*** Records shown ***

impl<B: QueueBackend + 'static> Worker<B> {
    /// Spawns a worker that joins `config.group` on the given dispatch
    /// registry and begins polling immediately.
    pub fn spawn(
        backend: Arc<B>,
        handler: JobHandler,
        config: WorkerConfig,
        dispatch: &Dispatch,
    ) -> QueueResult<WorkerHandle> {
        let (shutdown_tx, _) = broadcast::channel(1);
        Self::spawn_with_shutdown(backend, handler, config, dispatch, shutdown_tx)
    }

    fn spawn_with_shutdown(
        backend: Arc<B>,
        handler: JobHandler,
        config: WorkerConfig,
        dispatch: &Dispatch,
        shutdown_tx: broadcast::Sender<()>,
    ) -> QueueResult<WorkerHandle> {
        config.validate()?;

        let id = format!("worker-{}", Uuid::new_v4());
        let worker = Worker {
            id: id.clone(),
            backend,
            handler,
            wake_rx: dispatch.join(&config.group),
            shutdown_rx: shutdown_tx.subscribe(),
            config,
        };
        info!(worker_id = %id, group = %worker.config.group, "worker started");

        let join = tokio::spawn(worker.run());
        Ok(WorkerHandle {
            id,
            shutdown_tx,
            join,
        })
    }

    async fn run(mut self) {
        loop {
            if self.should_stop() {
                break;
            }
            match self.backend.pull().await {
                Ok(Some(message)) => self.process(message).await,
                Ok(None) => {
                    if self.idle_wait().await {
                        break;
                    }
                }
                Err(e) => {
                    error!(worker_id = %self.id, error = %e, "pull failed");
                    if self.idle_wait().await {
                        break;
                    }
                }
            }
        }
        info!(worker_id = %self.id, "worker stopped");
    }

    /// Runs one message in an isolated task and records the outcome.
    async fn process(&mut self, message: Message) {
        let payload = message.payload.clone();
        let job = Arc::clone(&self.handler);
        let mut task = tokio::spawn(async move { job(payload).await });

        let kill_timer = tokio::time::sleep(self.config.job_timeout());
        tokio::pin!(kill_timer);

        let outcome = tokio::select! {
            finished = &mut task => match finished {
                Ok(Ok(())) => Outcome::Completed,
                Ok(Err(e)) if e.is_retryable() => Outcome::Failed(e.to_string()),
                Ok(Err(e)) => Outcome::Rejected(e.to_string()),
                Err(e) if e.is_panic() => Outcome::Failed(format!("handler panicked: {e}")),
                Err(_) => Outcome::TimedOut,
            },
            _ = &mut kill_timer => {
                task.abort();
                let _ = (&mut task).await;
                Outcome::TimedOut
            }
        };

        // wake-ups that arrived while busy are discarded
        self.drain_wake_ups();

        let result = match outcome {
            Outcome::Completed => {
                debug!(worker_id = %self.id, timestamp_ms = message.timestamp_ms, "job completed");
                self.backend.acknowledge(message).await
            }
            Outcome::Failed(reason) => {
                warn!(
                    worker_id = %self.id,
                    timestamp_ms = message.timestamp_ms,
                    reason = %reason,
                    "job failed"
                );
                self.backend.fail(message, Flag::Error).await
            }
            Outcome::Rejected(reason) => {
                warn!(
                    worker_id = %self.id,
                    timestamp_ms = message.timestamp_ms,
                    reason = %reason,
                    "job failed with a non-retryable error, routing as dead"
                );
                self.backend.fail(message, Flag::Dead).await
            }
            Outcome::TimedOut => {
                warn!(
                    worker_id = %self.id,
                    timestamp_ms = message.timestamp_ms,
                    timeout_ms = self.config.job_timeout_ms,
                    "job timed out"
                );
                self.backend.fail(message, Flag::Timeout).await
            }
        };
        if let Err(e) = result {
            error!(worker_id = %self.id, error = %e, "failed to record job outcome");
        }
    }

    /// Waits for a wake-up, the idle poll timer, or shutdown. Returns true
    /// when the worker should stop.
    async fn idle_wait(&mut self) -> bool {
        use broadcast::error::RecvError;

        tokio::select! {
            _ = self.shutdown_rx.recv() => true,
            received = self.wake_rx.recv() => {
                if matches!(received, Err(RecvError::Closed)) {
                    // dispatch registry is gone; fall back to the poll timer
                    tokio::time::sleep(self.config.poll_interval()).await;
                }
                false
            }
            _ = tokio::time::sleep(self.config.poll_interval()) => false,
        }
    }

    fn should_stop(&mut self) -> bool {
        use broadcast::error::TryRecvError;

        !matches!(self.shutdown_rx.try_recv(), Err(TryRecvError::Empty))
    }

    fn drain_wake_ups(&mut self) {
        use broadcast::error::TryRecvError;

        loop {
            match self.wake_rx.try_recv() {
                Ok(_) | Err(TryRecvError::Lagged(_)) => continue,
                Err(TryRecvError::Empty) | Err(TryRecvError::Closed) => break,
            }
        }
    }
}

*** End of Records shown ***

How to complete this task: Go through the data above and copy each line that holds the word "async".

Exercise result:
    async fn run(mut self) {
    async fn process(&mut self, message: Message) {
        let mut task = tokio::spawn(async move { job(payload).await });
    async fn idle_wait(&mut self) -> bool {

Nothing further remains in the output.